# circuit divider

Discussion in 'Homework Help' started by learjet, Jan 27, 2008.

1. ### learjet Thread Starter New Member

Jan 27, 2008
1
0
I jest started on circuit dividers and id there a best way or forumla that calculates circuit dividers my professor does not do it easy....if you can help that would be great.

Thanks all
Mike

2. ### beenthere Retired Moderator

Apr 20, 2004
15,815
283
Do you mean voltage dividers? If so the sum of the resistances gives you Rt. Current is given by Ohm's law, I = E/R. That current is common to all the resistors, so the drop across any of them also follows from Ohm's law, E = IR.

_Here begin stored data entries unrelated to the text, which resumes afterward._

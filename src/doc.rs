//! Document model: scene objects, their styles, and eraser masks.
//!
//! This module defines what can be drawn into a timeline cell. A
//! [`SceneObject`] pairs an identity (`id`, `revision`) with an
//! [`ObjectBody`], the closed set of drawable kinds:
//!
//! - [`Stroke`]: a smoothed freehand path, points relative to its pivot.
//! - [`Shape`]: a line, rectangle or ellipse spanned by two pivot-relative points.
//! - [`FillRegion`]: a solid rectangle in absolute canvas coordinates produced
//!   by the fill tool. It has no transform and is never selectable.
//!
//! Strokes and shapes carry an ordered list of [`EraserMask`] cutouts that the
//! renderer subtracts at draw time without touching stored geometry.
//!
//! Equality between scene objects compares drawn content only. Two
//! independent copies of the same drawing compare equal even though their
//! ids differ.

#[cfg(test)]
#[path = "doc_test.rs"]
mod doc_test;

use std::fmt;

use serde::{Deserialize, Serialize};
use uuid::Uuid;

use crate::geom::{BoundingBox, Point, Transform};

/// Unique identifier for a scene object.
pub type ObjectId = Uuid;

/// Error parsing a hex color string.
#[derive(Debug, Clone, PartialEq, Eq, thiserror::Error)]
pub enum ColorError {
    #[error("invalid hex color: {0:?}")]
    InvalidHex(String),
}

/// An 8-bit RGBA color. Serialized as `#rrggbb` (or `#rrggbbaa` when not opaque).
#[derive(Debug, Clone, Copy, PartialEq, Eq, Hash, Serialize, Deserialize)]
#[serde(try_from = "String", into = "String")]
pub struct Color {
    pub r: u8,
    pub g: u8,
    pub b: u8,
    pub a: u8,
}

impl Color {
    pub const BLACK: Color = Color::rgb(0, 0, 0);
    pub const RED: Color = Color::rgb(255, 0, 0);

    #[must_use]
    pub const fn rgb(r: u8, g: u8, b: u8) -> Self {
        Self { r, g, b, a: 255 }
    }

    /// Parse `#rgb`, `#rrggbb` or `#rrggbbaa` (leading `#` optional).
    ///
    /// # Errors
    ///
    /// Returns [`ColorError::InvalidHex`] for any other length or a non-hex digit.
    pub fn from_hex(raw: &str) -> Result<Self, ColorError> {
        let hex = raw.trim().trim_start_matches('#');
        let invalid = || ColorError::InvalidHex(raw.to_string());
        let byte = |s: &str| u8::from_str_radix(s, 16).map_err(|_| invalid());
        if !hex.is_ascii() {
            return Err(invalid());
        }
        match hex.len() {
            3 => {
                let nibble = |i: usize| byte(&hex[i..=i]).map(|v| v * 17);
                Ok(Self::rgb(nibble(0)?, nibble(1)?, nibble(2)?))
            }
            6 => Ok(Self::rgb(byte(&hex[0..2])?, byte(&hex[2..4])?, byte(&hex[4..6])?)),
            8 => Ok(Self {
                r: byte(&hex[0..2])?,
                g: byte(&hex[2..4])?,
                b: byte(&hex[4..6])?,
                a: byte(&hex[6..8])?,
            }),
            _ => Err(invalid()),
        }
    }

    #[must_use]
    pub fn to_rgba(self) -> [u8; 4] {
        [self.r, self.g, self.b, self.a]
    }
}

impl fmt::Display for Color {
    fn fmt(&self, f: &mut fmt::Formatter<'_>) -> fmt::Result {
        write!(f, "#{:02x}{:02x}{:02x}", self.r, self.g, self.b)?;
        if self.a != 255 {
            write!(f, "{:02x}", self.a)?;
        }
        Ok(())
    }
}

impl TryFrom<String> for Color {
    type Error = ColorError;

    fn try_from(value: String) -> Result<Self, Self::Error> {
        Self::from_hex(&value)
    }
}

impl From<Color> for String {
    fn from(color: Color) -> Self {
        color.to_string()
    }
}

/// Paint style shared by strokes and shapes.
#[derive(Debug, Clone, Copy, PartialEq, Serialize, Deserialize)]
pub struct Style {
    pub color: Color,
    /// Brush width for strokes, line thickness for shapes.
    pub width: f64,
    /// In `[0, 1]`.
    pub opacity: f64,
}

impl Style {
    /// Fully opaque style.
    #[must_use]
    pub fn new(color: Color, width: f64) -> Self {
        Self { color, width, opacity: 1.0 }
    }

    #[must_use]
    pub fn with_opacity(self, opacity: f64) -> Self {
        Self { opacity: opacity.clamp(0.0, 1.0), ..self }
    }
}

/// Elliptical cutout in pivot-relative, pre-scale space.
#[derive(Debug, Clone, Copy, PartialEq, Serialize, Deserialize)]
pub struct EraserMask {
    pub x: f64,
    pub y: f64,
    pub radius_x: f64,
    pub radius_y: f64,
}

/// The primitive drawn by a [`Shape`].
#[derive(Debug, Clone, Copy, PartialEq, Eq, Default, Serialize, Deserialize)]
#[serde(rename_all = "lowercase")]
pub enum ShapeKind {
    /// Straight segment from `start` to `end`.
    #[default]
    Line,
    /// Outline of the box spanned by `start` and `end`.
    Rect,
    /// Ellipse inscribed in the box spanned by `start` and `end`.
    Circle,
}

/// A freehand stroke.
#[derive(Debug, Clone, PartialEq, Serialize, Deserialize)]
pub struct Stroke {
    pub points: Vec<Point>,
    pub style: Style,
    pub transform: Transform,
    #[serde(default, skip_serializing_if = "Vec::is_empty")]
    pub masks: Vec<EraserMask>,
}

/// A geometric shape spanned by two pivot-relative points.
#[derive(Debug, Clone, PartialEq, Serialize, Deserialize)]
pub struct Shape {
    pub kind: ShapeKind,
    pub start: Point,
    pub end: Point,
    pub style: Style,
    pub transform: Transform,
    #[serde(default, skip_serializing_if = "Vec::is_empty")]
    pub masks: Vec<EraserMask>,
}

/// Solid rectangle left behind by the fill tool, in absolute canvas space.
#[derive(Debug, Clone, Copy, PartialEq, Serialize, Deserialize)]
pub struct FillRegion {
    pub position: Point,
    pub width: f64,
    pub height: f64,
    pub color: Color,
    pub opacity: f64,
}

/// The drawable payload of a scene object.
#[derive(Debug, Clone, PartialEq, Serialize, Deserialize)]
#[serde(tag = "type", rename_all = "lowercase")]
pub enum ObjectBody {
    Stroke(Stroke),
    Shape(Shape),
    Fill(FillRegion),
}

/// A drawable object stored in a timeline cell.
#[derive(Debug, Clone, Serialize, Deserialize)]
pub struct SceneObject {
    /// Identity used to key derived render data.
    pub id: ObjectId,
    /// Bumped on every in-place mutation.
    pub revision: u64,
    pub body: ObjectBody,
}

impl PartialEq for SceneObject {
    fn eq(&self, other: &Self) -> bool {
        self.body == other.body
    }
}

impl SceneObject {
    /// Wrap a body with a fresh identity.
    #[must_use]
    pub fn new(body: ObjectBody) -> Self {
        Self { id: Uuid::new_v4(), revision: 0, body }
    }

    #[must_use]
    pub fn stroke(points: Vec<Point>, style: Style, transform: Transform) -> Self {
        Self::new(ObjectBody::Stroke(Stroke { points, style, transform, masks: Vec::new() }))
    }

    #[must_use]
    pub fn shape(kind: ShapeKind, start: Point, end: Point, style: Style, transform: Transform) -> Self {
        Self::new(ObjectBody::Shape(Shape { kind, start, end, style, transform, masks: Vec::new() }))
    }

    #[must_use]
    pub fn fill(region: FillRegion) -> Self {
        Self::new(ObjectBody::Fill(region))
    }

    /// Independent structural copy with a fresh identity.
    #[must_use]
    pub fn deep_copy(&self) -> Self {
        Self::new(self.body.clone())
    }

    /// Local, pivot-relative bounding box (scale not applied).
    ///
    /// `None` for fill regions and strokes without points.
    #[must_use]
    pub fn bounding_box(&self) -> Option<BoundingBox> {
        match &self.body {
            ObjectBody::Stroke(stroke) => BoundingBox::from_points(stroke.points.iter().copied()),
            ObjectBody::Shape(shape) => BoundingBox::from_points([shape.start, shape.end]),
            ObjectBody::Fill(_) => None,
        }
    }

    #[must_use]
    pub fn transform(&self) -> Option<&Transform> {
        match &self.body {
            ObjectBody::Stroke(stroke) => Some(&stroke.transform),
            ObjectBody::Shape(shape) => Some(&shape.transform),
            ObjectBody::Fill(_) => None,
        }
    }

    /// Mutable transform access. Counts as a mutation.
    pub fn transform_mut(&mut self) -> Option<&mut Transform> {
        self.revision += 1;
        match &mut self.body {
            ObjectBody::Stroke(stroke) => Some(&mut stroke.transform),
            ObjectBody::Shape(shape) => Some(&mut shape.transform),
            ObjectBody::Fill(_) => None,
        }
    }

    #[must_use]
    pub fn style(&self) -> Option<&Style> {
        match &self.body {
            ObjectBody::Stroke(stroke) => Some(&stroke.style),
            ObjectBody::Shape(shape) => Some(&shape.style),
            ObjectBody::Fill(_) => None,
        }
    }

    #[must_use]
    pub fn masks(&self) -> &[EraserMask] {
        match &self.body {
            ObjectBody::Stroke(stroke) => &stroke.masks,
            ObjectBody::Shape(shape) => &shape.masks,
            ObjectBody::Fill(_) => &[],
        }
    }

    /// Drawn opacity regardless of kind.
    #[must_use]
    pub fn opacity(&self) -> f64 {
        match &self.body {
            ObjectBody::Stroke(stroke) => stroke.style.opacity,
            ObjectBody::Shape(shape) => shape.style.opacity,
            ObjectBody::Fill(fill) => fill.opacity,
        }
    }

    /// Selection slop added around the local bounding box.
    #[must_use]
    pub fn hit_padding(&self) -> f64 {
        match &self.body {
            ObjectBody::Stroke(stroke) => stroke.style.width / 2.0,
            ObjectBody::Shape(_) | ObjectBody::Fill(_) => 0.0,
        }
    }

    /// Whether the transform tool can select this object.
    #[must_use]
    pub fn is_transformable(&self) -> bool {
        !matches!(self.body, ObjectBody::Fill(_))
    }
}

3. ### thingmaker3 Retired Moderator

May 16, 2005
5,072
6
Voltage will be proportional to resistance. For a two resistor divider, Er1/(Er1+Er2) = R1/(R1+R2).

Here's an example: If we have a 90Vrms(max) sine wave we need to sample, and our circuit can safely accept 6Vrms(max), we know 6/90 = 6/(6+84). This tells us the ratio between the two resistors will be 6:84 = 1:14. We can then pick through standard resistor values and choose two with roughly a 1:14 ratio. 1.4M and 10K both at 1% would do nicely for this example.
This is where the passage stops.